Corpo de Pablo Neruda volta a Isla Negra

Três anos depois da exumação com que se pretendia esclarecer se havia sido assassinado alguns dias após a implantação da ditadura de Augusto Pinochet, os restos do grande poeta chileno Pablo Neruda, Prêmio Nobel de Literatura 1971, foram sepultados nesta terça-feira (26) frente ao oceano que banha o jardim de sua casa da Isla Negra, na costa central do Chile.

Por Max Altman

Túmulo de Neruda - Divulgação

O corpo do autor de “Vinte poemas de amor e uma canção desesperada” foi recebido na primeira hora da manhã por cerca de trinta de seus familiares, que lhe deram de novo as boas-vindas a sua célebre residência.

O féretro, coberto com uma bandeira chilena e um ramalhete de rosas brancas, desfilou diante da viga de madeira que um dia o poeta talhou com uma mensagem premonitória de boas-vindas: “Regressei de minhas viagens. Naveguei construindo a alegria”.

Os primeiros raios de luz se esparramaram, nesta gélida terça-feira outonal, sobre o ataúde de madeira, que foi enterrado na parte baixa do jardim da casa, um terraço inclinado com ampla vista do Pacífico, e onde também está enterrada sua terceira mulher, Matilde Urrutia.

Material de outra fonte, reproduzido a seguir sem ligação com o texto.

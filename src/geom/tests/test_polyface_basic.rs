use crate::geom::{
    CloseApproachOptions, FacetLocationDetail, Point2, Point3, Point4, PolyfaceQuery, Ray3,
    StrokePick, Vec3, append_stroke_pick, closest_facet_point, pick_facets_by_stroke,
    search_closest_approach, search_self_closest_approach, set_visibility_bits,
};

/// `n` x `n` grid of unit quads in the plane `z = height`, with params equal
/// to the grid xy.
fn grid(n: usize, shift: Vec3, height: f64) -> (Vec<Point3>, Vec<Point2>, Vec<i32>) {
    let mut points = Vec::new();
    let mut params = Vec::new();
    for j in 0..=n {
        for i in 0..=n {
            let (x, y) = (i as f64, j as f64);
            points.push(Point3::new(x + shift.x, y + shift.y, height + shift.z));
            params.push(Point2::new(x, y));
        }
    }
    let row = n + 1;
    let mut index = Vec::new();
    for j in 0..n {
        for i in 0..n {
            let k = (j * row + i) as i32 + 1;
            let r = row as i32;
            index.extend([k, k + 1, k + 1 + r, k + r]);
        }
    }
    (points, params, index)
}

fn unit_square(height: f64) -> Vec<Point3> {
    vec![
        Point3::new(0.0, 0.0, height),
        Point3::new(1.0, 0.0, height),
        Point3::new(1.0, 1.0, height),
        Point3::new(0.0, 1.0, height),
    ]
}

// ── visitor ──────────────────────────────────────────────────────────────

#[test]
fn visitor_walks_fixed_size_faces() {
    let (points, _, index) = grid(2, Vec3::ZERO, 0.0);
    let mesh = PolyfaceQuery::new(&points, &index, 4);
    let mut visitor = mesh.visitor();
    let mut read = Vec::new();
    while visitor.advance_to_next_face() {
        assert_eq!(visitor.num_edges_this_face(), 4);
        read.push(visitor.read_index());
    }
    assert_eq!(read, vec![0, 4, 8, 12]);

    assert!(visitor.move_to_facet_by_read_index(8));
    assert_eq!(visitor.client_point_index(), &[3, 4, 7, 6]);
    let normal = visitor.facet_normal().expect("planar quad");
    assert!((normal.z - 1.0).abs() < 1e-12);
    assert!(!visitor.move_to_facet_by_read_index(16));
}

#[test]
fn visitor_skips_facets_with_missing_points() {
    let points = unit_square(0.0);
    let index = [1, 2, 9, 0, 1, 3, 4, 0];
    let mesh = PolyfaceQuery::new(&points, &index, 0);
    let mut visitor = mesh.visitor();
    assert!(visitor.advance_to_next_face());
    assert_eq!(visitor.read_index(), 4);
    assert!(!visitor.advance_to_next_face());
}

#[test]
fn cyclic_vertex_data_wraps() {
    let points = unit_square(0.0);
    let index = [1, 2, 3, 4];
    let mesh = PolyfaceQuery::new(&points, &index, 4);
    let mut visitor = mesh.visitor();
    assert!(visitor.advance_to_next_face());
    let detail = visitor.load_cyclic_vertex_data(5).expect("vertex");
    assert_eq!(detail.try_get_point(), Some(Point3::new(1.0, 0.0, 0.0)));
    assert_eq!(detail.vertex_index(0), Some(1));
    assert!(visitor.load_vertex_data(4).is_none());
}

#[test]
fn close_facet_point_respects_tolerance() {
    let points = unit_square(0.0);
    let index = [1, 2, 3, 4];
    let mesh = PolyfaceQuery::new(&points, &index, 4);
    let mut visitor = mesh.visitor();
    let loc = visitor
        .advance_to_facet_by_search_point(Point3::new(1.5, 0.5, 0.0), 0.6)
        .expect("within tolerance");
    assert_eq!(loc.edge_index, Some(1));
    assert!((loc.edge_fraction - 0.5).abs() < 1e-12);
    assert!(
        visitor
            .try_find_close_facet_point(Point3::new(1.5, 0.5, 0.0), 0.4)
            .is_none()
    );
}

#[test]
fn ray_detail_interpolates_params() {
    let (points, params, index) = grid(3, Vec3::ZERO, 0.0);
    let mesh = PolyfaceQuery::new(&points, &index, 4).with_params(&params);
    let mut visitor = mesh.visitor();
    let ray = Ray3::new(Point3::new(1.2, 0.3, 5.0), Vec3::new(0.0, 0.0, -1.0));
    let detail = visitor.advance_to_facet_by_search_ray_detail(&ray).expect("hit");
    assert_eq!(detail.read_index, 4);
    assert!((detail.a - 5.0).abs() < 1e-12);
    assert!(detail.is_interior);
    let point = detail.try_get_point().expect("point");
    assert!(point.max_diff(Point3::new(1.2, 0.3, 0.0)) < 1e-12);
    let uv = detail.try_get_param().expect("param");
    assert!((uv.x - 1.2).abs() < 1e-12 && (uv.y - 0.3).abs() < 1e-12);
}

#[test]
fn ray_edge_tolerance_snaps_to_boundary() {
    let points = unit_square(0.0);
    let index = [1, 2, 3, 4];
    let mesh = PolyfaceQuery::new(&points, &index, 4);
    let mut visitor = mesh.visitor();
    assert!(visitor.advance_to_next_face());
    let ray = Ray3::new(Point3::new(1.05, 0.5, 1.0), Vec3::new(0.0, 0.0, -2.0));
    assert!(visitor.try_find_facet_ray_intersection(&ray, 0.01).is_none());
    let (point, a) = visitor.try_find_facet_ray_intersection(&ray, 0.1).expect("near edge");
    assert!(point.max_diff(Point3::new(1.0, 0.5, 0.0)) < 1e-12);
    assert!((a - 0.5).abs() < 1e-12);

    let parallel = Ray3::new(Point3::new(0.5, 0.5, 1.0), Vec3::new(1.0, 0.0, 0.0));
    assert!(visitor.try_find_facet_ray_intersection(&parallel, 1.0).is_none());
}

#[test]
fn triangle_param_detail_is_exact() {
    let points = [
        Point3::new(0.0, 0.0, 0.0),
        Point3::new(2.0, 0.0, 0.0),
        Point3::new(0.0, 2.0, 2.0),
    ];
    let params = [Point2::new(0.0, 0.0), Point2::new(1.0, 0.0), Point2::new(0.0, 1.0)];
    let index = [1, 2, 3];
    let mesh = PolyfaceQuery::new(&points, &index, 3).with_params(&params);
    let mut visitor = mesh.visitor();
    assert!(visitor.advance_to_next_face());
    let detail = visitor
        .try_param_to_facet_location_detail(Point2::new(0.25, 0.5))
        .expect("detail");
    assert!(detail.point.max_diff(Point3::new(0.5, 1.0, 1.0)) < 1e-12);
    assert!((detail.d_x_du - Vec3::new(2.0, 0.0, 0.0)).length() < 1e-12);
    assert!((detail.d_x_dv - Vec3::new(0.0, 2.0, 2.0)).length() < 1e-12);
    assert_eq!(detail.num_weights(), 3);
    assert!((detail.weight(2).expect("weight") - 0.5).abs() < 1e-12);
    assert!(detail.is_interior);

    let outside = visitor
        .try_param_to_facet_location_detail(Point2::new(1.0, 1.0))
        .expect("extrapolated");
    assert!(!outside.is_interior);
}

#[test]
fn quad_param_detail_uses_scan_brackets() {
    let (points, params, index) = grid(3, Vec3::ZERO, 0.0);
    let mesh = PolyfaceQuery::new(&points, &index, 4).with_params(&params);
    let mut visitor = mesh.visitor();
    assert!(visitor.move_to_facet_by_read_index(4));
    let uv = Point2::new(1.25, 0.5);
    let ((left, right), (below, above)) = visitor.try_param_to_scan_brackets(uv).expect("brackets");
    assert!((left.param.x - 1.0).abs() < 1e-12 && (right.param.x - 2.0).abs() < 1e-12);
    assert!(below.param.y.abs() < 1e-12 && (above.param.y - 1.0).abs() < 1e-12);

    let detail = visitor.try_param_to_facet_location_detail(uv).expect("detail");
    assert!(detail.point.max_diff(Point3::new(1.25, 0.5, 0.0)) < 1e-12);
    assert!((detail.d_x_du - Vec3::X).length() < 1e-12);
    assert!((detail.d_x_dv - Vec3::Y).length() < 1e-12);
    assert!(
        visitor
            .try_param_to_facet_location_detail(Point2::new(5.0, 0.5))
            .is_none()
    );
}

#[test]
fn details_sort_by_uv_and_a() {
    let mut a = FacetLocationDetail::new(0, 3.0);
    a.set_param(Point2::new(1.0, 0.0));
    let mut b = FacetLocationDetail::new(1, 1.0);
    b.set_param(Point2::new(0.0, 2.0));
    let mut c = FacetLocationDetail::new(2, 2.0);
    c.set_param(Point2::new(0.0, 1.0));

    let mut details = [a, b, c];
    FacetLocationDetail::sort_uv(&mut details);
    assert_eq!(details.map(|d| d.read_index), [2, 1, 0]);
    FacetLocationDetail::sort_by_a(&mut details);
    assert_eq!(details.map(|d| d.read_index), [1, 2, 0]);
}

// ── closest approach ─────────────────────────────────────────────────────

#[test]
fn parallel_squares_brute_force() {
    let lower = unit_square(0.0);
    let upper: Vec<Point3> = unit_square(2.0)
        .into_iter()
        .map(|p| Point3::new(p.x + 0.5, p.y, p.z))
        .collect();
    let index = [1, 2, 3, 4];
    let mesh_a = PolyfaceQuery::new(&lower, &index, 4);
    let mesh_b = PolyfaceQuery::new(&upper, &index, 4);
    let (approach, diagnostics) =
        search_closest_approach(&mesh_a, &mesh_b, &CloseApproachOptions::default());
    let approach = approach.expect("approach");
    assert!((approach.distance - 2.0).abs() < 1e-12);
    assert!((approach.segment.length() - 2.0).abs() < 1e-12);
    assert!(approach.segment.start.z.abs() < 1e-12);
    assert!(diagnostics.brute_force_used);
    assert_eq!(diagnostics.pairs_tested, 1);
}

#[test]
fn tree_search_matches_brute_force() {
    let (points_a, _, index_a) = grid(3, Vec3::ZERO, 0.0);
    let (points_b, _, index_b) = grid(3, Vec3::new(1.5, 0.25, 0.0), 0.5);
    let mesh_a = PolyfaceQuery::new(&points_a, &index_a, 4);
    let mesh_b = PolyfaceQuery::new(&points_b, &index_b, 4);

    let (tree, tree_diag) = search_closest_approach(&mesh_a, &mesh_b, &CloseApproachOptions::default());
    let brute_options = CloseApproachOptions {
        brute_force_point_limit: usize::MAX,
        ..CloseApproachOptions::default()
    };
    let (brute, brute_diag) = search_closest_approach(&mesh_a, &mesh_b, &brute_options);

    assert!(!tree_diag.brute_force_used);
    assert!(tree_diag.presample_bound.is_some());
    assert!(brute_diag.brute_force_used);
    assert_eq!(brute_diag.pairs_tested, 81);
    let (tree, brute) = (tree.expect("tree"), brute.expect("brute"));
    assert!((tree.distance - 0.5).abs() < 1e-12);
    assert!((tree.distance - brute.distance).abs() < 1e-12);
}

#[test]
fn max_distance_filters_result() {
    let lower = unit_square(0.0);
    let upper = unit_square(2.0);
    let index = [1, 2, 3, 4];
    let mesh_a = PolyfaceQuery::new(&lower, &index, 4);
    let mesh_b = PolyfaceQuery::new(&upper, &index, 4);
    let options = CloseApproachOptions {
        max_distance: 1.0,
        ..CloseApproachOptions::default()
    };
    let (approach, _) = search_closest_approach(&mesh_a, &mesh_b, &options);
    assert!(approach.is_none());
}
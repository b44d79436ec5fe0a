//! Knot vector conventions shared by the B-spline curve engine.
//!
//! Knot arrays are always stored in full. An open curve with `n` poles of
//! order `k` carries `n + k` knots; a closed (periodic) curve carries
//! `n + 2k - 1` knots, i.e. the `k - 1` wrap-around knots on both sides of the
//! active range are materialized instead of being implied.
//!
//! The active parameter range runs from `knots[order - 1]` to
//! `knots[num_knots - order]` in both cases.

use super::bspline::BsplineError;

/// Relative tolerance used when comparing knot values.
pub const KNOT_TOLERANCE_BASIS: f64 = 1e-10;

/// Highest supported curve order (degree + 1).
pub const MAX_ORDER: usize = 26;

/// Floor for [`knot_tolerance`].
pub const MIN_KNOT_TOLERANCE: f64 = 1e-14;

/// Knot gaps larger than this never shrink the knot tolerance.
pub(crate) const KNOT_GAP_EPSILON: f64 = 1e-5;

/// Number of stored knots for a curve with the given layout.
#[must_use]
pub const fn num_knots(num_poles: usize, order: usize, closed: bool) -> usize {
    if closed {
        num_poles + 2 * order - 1
    } else {
        num_poles + order
    }
}

/// Number of interior knots, excluding the `order` boundary knots on each side.
#[must_use]
pub const fn num_interior_knots(num_poles: usize, order: usize, closed: bool) -> usize {
    num_knots(num_poles, order, closed).saturating_sub(2 * order)
}

/// Builds a knot vector normalized to `[0, 1]`.
///
/// `interior`, when given, supplies the interior knots verbatim; otherwise
/// they are uniformly spaced. For closed curves the wrap-around knots are
/// derived from the interior ones so that `k[i + n] == k[i] + 1`.
#[must_use]
pub fn compute_knot_vector(
    num_poles: usize,
    order: usize,
    closed: bool,
    interior: Option<&[f64]>,
) -> Vec<f64> {
    let total = num_knots(num_poles, order, closed);
    let num_interior = num_interior_knots(num_poles, order, closed);
    let mut knots = vec![0.0; total];
    if order == 0 || total < 2 * order {
        return knots;
    }

    knots[order - 1] = 0.0;
    match interior {
        Some(values) => {
            for (i, slot) in knots[order..order + num_interior].iter_mut().enumerate() {
                *slot = values.get(i).copied().unwrap_or(1.0);
            }
        }
        None => {
            let delta = 1.0 / (num_interior + 1) as f64;
            for i in 0..num_interior {
                knots[order + i] = delta * (i + 1) as f64;
            }
        }
    }

    if closed {
        for i in 0..order {
            knots[i] = knots[num_interior + 1 + i] - 1.0;
            knots[num_interior + order + i] = knots[order - 1 + i] + 1.0;
        }
    } else {
        for i in 0..order {
            knots[i] = 0.0;
            knots[num_interior + order + i] = 1.0;
        }
    }
    knots
}

/// Active parameter range `(knots[order - 1], knots[num_knots - order])`.
#[must_use]
pub fn knot_range(knots: &[f64], order: usize) -> (f64, f64) {
    if order == 0 || knots.len() < order {
        return (0.0, 0.0);
    }
    (knots[order - 1], knots[knots.len() - order])
}

/// Tolerance for knot comparisons.
///
/// Starts from [`KNOT_TOLERANCE_BASIS`] scaled by the knot range and divided
/// by the control polygon length, then shrinks to a tenth of any
/// suspiciously small interior gap so that nearly coincident knots stay
/// distinguishable.
#[must_use]
pub fn knot_tolerance(knots: &[f64], order: usize, polygon_length: f64) -> f64 {
    let (min, max) = knot_range(knots, order);
    let mut tol = KNOT_TOLERANCE_BASIS / polygon_length.max(1.0) * (max - min).abs();
    if order > 0 && knots.len() >= order {
        for i in order..=knots.len() - order {
            let gap = (knots[i] - knots[i - 1]).abs();
            if gap < tol && gap > KNOT_GAP_EPSILON {
                tol = gap / 10.0;
            }
        }
    }
    tol.max(MIN_KNOT_TOLERANCE)
}

/// Rescales a knot vector so its active range becomes `[0, 1]`.
///
/// Descending (reversed) knot vectors come out ascending. Boundary knots are
/// rewritten exactly: clamped ends of open curves become 0 and 1, and the
/// wrap-around knots of closed curves are rebuilt from the period.
///
/// # Errors
/// [`BsplineError::BadParameter`] when the active range is (nearly) empty.
pub fn normalize_knot_vector(
    knots: &mut [f64],
    num_poles: usize,
    order: usize,
    closed: bool,
) -> Result<(), BsplineError> {
    let total = num_knots(num_poles, order, closed);
    if order == 0 || knots.len() < total || num_poles == 0 {
        return Err(BsplineError::BadParameter);
    }
    let root = knots[order - 1];
    let end = if closed {
        knots[num_poles + order - 1]
    } else {
        knots[num_poles]
    };
    let divisor = end - root;
    if divisor.abs() < KNOT_TOLERANCE_BASIS {
        return Err(BsplineError::BadParameter);
    }

    for k in knots[..total].iter_mut() {
        *k = (*k - root) / divisor;
    }

    if closed {
        knots[order - 1] = 0.0;
        knots[num_poles + order - 1] = 1.0;
        for i in 0..order - 1 {
            knots[i] = knots[num_poles + i] - 1.0;
        }
        for i in 1..order {
            knots[num_poles + order - 1 + i] = knots[order - 1 + i] + 1.0;
        }
    } else {
        for k in &mut knots[num_poles..total] {
            *k = 1.0;
        }
    }
    Ok(())
}

/// Distinct knot values inside the active range with their multiplicities.
///
/// Multiplicities are counted over the whole stored vector, so a clamped end
/// of an open curve reports `order`.
#[must_use]
pub fn knot_multiplicities(knots: &[f64], order: usize, tol: f64) -> Vec<(f64, usize)> {
    let (min, max) = knot_range(knots, order);
    let mut result: Vec<(f64, usize)> = Vec::new();
    for &k in knots {
        if k < min - tol || k > max + tol {
            continue;
        }
        match result.last_mut() {
            Some((value, count)) if (k - *value).abs() <= tol => *count += 1,
            _ => result.push((k, 1)),
        }
    }
    result
}

/// Number of stored knots within `tol` of `u`.
#[must_use]
pub fn multiplicity_at(knots: &[f64], u: f64, tol: f64) -> usize {
    knots.iter().filter(|k| (**k - u).abs() <= tol).count()
}

/// Index `i` of the non-degenerate span `knots[i] <= u <= knots[i + 1]`.
///
/// `num_poles` is the count of poles the knot vector drives (for a closed
/// curve, the unrolled count). The result lies in `order - 1 ..= num_poles - 1`
/// and `u` is clamped to the active range.
#[must_use]
pub fn find_span(knots: &[f64], order: usize, num_poles: usize, u: f64) -> usize {
    let lo = order.saturating_sub(1);
    let hi = num_poles.saturating_sub(1).max(lo);
    let mut i = lo;
    while i < hi && knots[i + 1] <= u {
        i += 1;
    }
    while i > lo && knots[i] >= knots[i + 1] {
        i -= 1;
    }
    i
}

/// Non-zero basis functions `N[span - order + 1 ..= span]` at `u`
/// (Cox–de Boor, triangular scheme). Zero denominators contribute nothing.
#[must_use]
pub fn basis_functions(knots: &[f64], span: usize, u: f64, order: usize) -> Vec<f64> {
    let mut n = vec![0.0; order];
    let mut left = vec![0.0; order];
    let mut right = vec![0.0; order];
    n[0] = 1.0;
    for j in 1..order {
        left[j] = u - knots[span + 1 - j];
        right[j] = knots[span + j] - u;
        let mut saved = 0.0;
        for r in 0..j {
            let denom = right[r + 1] + left[j - r];
            let temp = if denom == 0.0 { 0.0 } else { n[r] / denom };
            n[r] = saved + right[r + 1] * temp;
            saved = left[j - r] * temp;
        }
        n[j] = saved;
    }
    n
}

/// True when every knot is at least its predecessor.
#[must_use]
pub fn is_non_decreasing(knots: &[f64]) -> bool {
    knots.windows(2).all(|w| w[0] <= w[1])
}

/// Elementary symmetric functions `e_0 ..= e_n` of `values`.
#[must_use]
pub fn symmetric_functions(values: &[f64]) -> Vec<f64> {
    let mut e = vec![0.0; values.len() + 1];
    e[0] = 1.0;
    for (count, &v) in values.iter().enumerate() {
        for j in (1..=count + 1).rev() {
            e[j] += v * e[j - 1];
        }
    }
    e
}

/// Open knot vector with every distinct knot's multiplicity raised by `t`.
#[must_use]
pub fn increase_knot_degree(knots: &[f64], order: usize, t: usize, tol: f64) -> Vec<f64> {
    let mut result = Vec::with_capacity(knots.len() * (t + 1));
    for (value, count) in knot_multiplicities(knots, order, tol) {
        for _ in 0..count + t {
            result.push(value);
        }
    }
    result
}
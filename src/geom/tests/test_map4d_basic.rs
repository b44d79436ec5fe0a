use crate::geom::{
    FRAME, Map4d, MapError, PERSPECTIVE, Point3, Point4, SCALE, SINGULAR, TRANSLATE, Vec3,
};

fn project(map: &Map4d, p: Point3) -> Point3 {
    map.transform_point(p.with_weight(1.0))
        .normalize()
        .expect("finite image")
}

#[test]
fn scale_with_zero_factor_is_singular() {
    let map = Map4d::scale(0.0, 1.0, 1.0);
    assert!(map.is_singular());
    assert!(map.has(SCALE));
    assert_eq!(map.m1.coff[0][0], 0.0);
    assert_eq!(map.m1.coff[1][1], 1.0);
}

#[test]
fn invert_twice_is_exact() {
    let map = Map4d::frustum(-1.0, 2.0, -0.5, 0.75, 1.0, 10.0).expect("frustum");
    assert_eq!(map.invert().invert(), map);
}

#[test]
fn translation_inverse_round_trips() {
    let map = Map4d::translation(Vec3::new(1.0, 2.0, 3.0));
    assert_eq!(map.mask, TRANSLATE);
    let p = Point4::new(4.0, 5.0, 6.0, 1.0);
    assert_eq!(map.inverse_transform_point(map.transform_point(p)), p);
}

#[test]
fn box_to_box_maps_corners() {
    let map = Map4d::box_to_box(
        Point3::new(0.0, 0.0, 0.0),
        Point3::new(1.0, 2.0, 4.0),
        Point3::new(-1.0, -1.0, -1.0),
        Point3::new(1.0, 1.0, 1.0),
    )
    .expect("boxes have extent");
    let hi = project(&map, Point3::new(1.0, 2.0, 4.0));
    assert!(hi.distance_to(Point3::new(1.0, 1.0, 1.0)) < 1e-12);
    assert!(map.inverse_error() < 1e-12);
}

#[test]
fn box_to_box_rejects_flat_box() {
    let err = Map4d::box_to_box(
        Point3::new(0.0, 0.0, 0.0),
        Point3::new(1.0, 0.0, 1.0),
        Point3::new(0.0, 0.0, 0.0),
        Point3::new(1.0, 1.0, 1.0),
    )
    .unwrap_err();
    assert_eq!(err, MapError::DegenerateBox);
}

#[test]
fn rotation_rejects_zero_axis() {
    assert_eq!(
        Map4d::rotation_radians(Vec3::ZERO, 0.3).unwrap_err(),
        MapError::DegenerateAxis
    );
}

#[test]
fn rotation_inverse_is_transpose() {
    let map = Map4d::rotation_radians(Vec3::new(1.0, 1.0, 0.0), 0.7).expect("rotation");
    assert!(map.has(FRAME));
    assert!(map.inverse_error() < 1e-12);
}

#[test]
fn ortho_maps_view_box_to_unit_cube() {
    let map = Map4d::ortho(-2.0, 2.0, -1.0, 1.0, 1.0, 5.0).expect("ortho");
    let corner = project(&map, Point3::new(2.0, 1.0, -5.0));
    assert!(corner.distance_to(Point3::new(1.0, 1.0, 1.0)) < 1e-12);
    assert!(map.inverse_error() < 1e-12);
}

#[test]
fn frustum_maps_near_and_far_planes() {
    let map = Map4d::frustum(-1.0, 1.0, -1.0, 1.0, 1.0, 10.0).expect("frustum");
    assert!(map.has(PERSPECTIVE));
    let near = project(&map, Point3::new(1.0, 1.0, -1.0));
    assert!(near.distance_to(Point3::new(1.0, 1.0, -1.0)) < 1e-12);
    let far = project(&map, Point3::new(-10.0, 10.0, -10.0));
    assert!(far.distance_to(Point3::new(-1.0, 1.0, 1.0)) < 1e-12);
    assert!(map.inverse_error() < 1e-12);
}

#[test]
fn frustum_rejects_zero_near_plane() {
    assert_eq!(
        Map4d::frustum(-1.0, 1.0, -1.0, 1.0, 0.0, 10.0).unwrap_err(),
        MapError::DegenerateFrustum
    );
}

#[test]
fn camera_frustum_back_plane_is_z_zero() {
    let map = Map4d::camera_frustum(
        Point3::new(0.0, 0.0, 0.0),
        Point3::new(2.0, 0.0, 0.0),
        Point3::new(0.0, 2.0, 0.0),
        4.0,
        0.5,
    )
    .expect("camera frustum");
    assert!(map.has(PERSPECTIVE));
    let back = project(&map, Point3::new(2.0, 2.0, 0.0));
    assert!(back.distance_to(Point3::new(1.0, 1.0, 0.0)) < 1e-12);
    assert!(map.inverse_error() < 1e-10);
}

#[test]
fn skew_frame_rejects_collinear_points() {
    let err = Map4d::skew_frame(
        Point3::ORIGIN,
        Point3::new(1.0, 0.0, 0.0),
        Point3::new(2.0, 0.0, 0.0),
        Point3::new(0.0, 0.0, 1.0),
    )
    .unwrap_err();
    assert_eq!(err, MapError::SingularFrame);
}

#[test]
fn multiply_rederives_singular_bit() {
    let a = Map4d::scale(0.0, 1.0, 1.0);
    let b = Map4d::scale(1.0, 2.0, 2.0);
    let table = a.compose(&b);
    let general = a.multiply(&b);
    assert_eq!(table.m0, general.m0);
    assert!(general.has(SINGULAR | SCALE));
    assert!(!general.has(PERSPECTIVE));
}

#[test]
fn multiply_clears_scale_when_factors_cancel() {
    let a = Map4d::scale(2.0, 2.0, 2.0);
    let b = Map4d::scale(0.5, 0.5, 0.5);
    assert!(a.compose(&b).has(SCALE));
    assert!(!a.multiply(&b).has(SCALE));
}

#[test]
fn sandwich_conjugates_by_frame() {
    let rotate = Map4d::rotation_quadrant(Vec3::Z, 1).expect("rotation");
    let shift = Map4d::translation(Vec3::new(1.0, 0.0, 0.0));
    let about_point = Map4d::sandwich(&rotate, Some(&shift), None);
    // Rotation about (-1, 0, 0): the center itself is fixed.
    let fixed = project(&about_point, Point3::new(-1.0, 0.0, 0.0));
    assert!(fixed.distance_to(Point3::new(-1.0, 0.0, 0.0)) < 1e-12);
    assert_eq!(Map4d::sandwich(&rotate, None, None).m0, rotate.m0);
}
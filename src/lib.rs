#![warn(clippy::all, clippy::pedantic)]
#![allow(clippy::module_name_repetitions)]

//! Projective 4x4 algebra, rational B-spline curves with Bezier span
//! analysis, and closest-approach and picking searches over indexed meshes.
//!
//! Everything lives under [`geom`]. The crate never installs a logger on its
//! own; call [`init_logger`] to raise the `log` max level when the
//! `debug_logs` feature is on.

pub mod geom;

cfg_if::cfg_if! {
    if #[cfg(feature = "debug_logs")] {
        /// Raises the `log` max level to `Debug`.
        pub fn init_logger() {
            log::set_max_level(log::LevelFilter::Debug);
        }
    } else {
        /// No-op without the `debug_logs` feature.
        pub fn init_logger() {}
    }
}

#[macro_export]
macro_rules! debug_log {
    ($($t:tt)*) => {{
        #[cfg(all(feature = "debug_logs", not(target_arch = "wasm32")))]
        {
            println!("{}", format!($($t)*));
        }
    }};
}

“Para nós, isto não é um funeral. Voltar para cá, à Isla Negra, frente ao mar, não é morrer e sim tornar a viver”, disse o presidente da Fundação Neruda, Raúl Bulnes.

Ao meio-dia, agora diante de centenas de espectadores, uma orquestra juvenil rendeu homenagem ao autor de alguns dos versos de amor mais conhecidos em todo o mundo.

“Agora Neruda está conosco, volta a mirar as ondas do mar e a abraçar a sua querida Matilde”, disse o escritor Fernando Quilodrán durante seu discurso.

O primeiro enterro do poeta em Santiago, num 25 de setembro de 1973 cinzento, se converteu num dos primeiros atos políticos contra a ditadura.

Nesta terça-feira, sob um sol radiante, um céu livre de nuvens e em plena democracia, o espírito combativo do vate Neruda continuava presente entre as dezenas de militantes do Partido Comunista que dele se despediram aos clamores de “Companheiro Pablo Neruda. Presente! Agora e sempre!”.

O estrondo do mar ao se chocar contra as fendas do rochedo e o esvoaçar de algumas gaivotas ao longo das margens emolduravam a cerimônia que se encerrou com a interpretação de Gracias a la vida da inesquecível compositora chilena Violeta Parra.

O Oceano Pacífico, tão presente em seus versos, o recebeu justo quando se está a ponto de finalizar as investigações que buscavam esclarecer as circunstâncias de sua morte.

Laboratórios do Canadá e da Dinamarca analisam o DNA da bactéria “estafilococo dourado”, encontrado nos ossos de Neruda, a fim de determinar se estava no corpo do poeta antes de seu ingresso no hospital.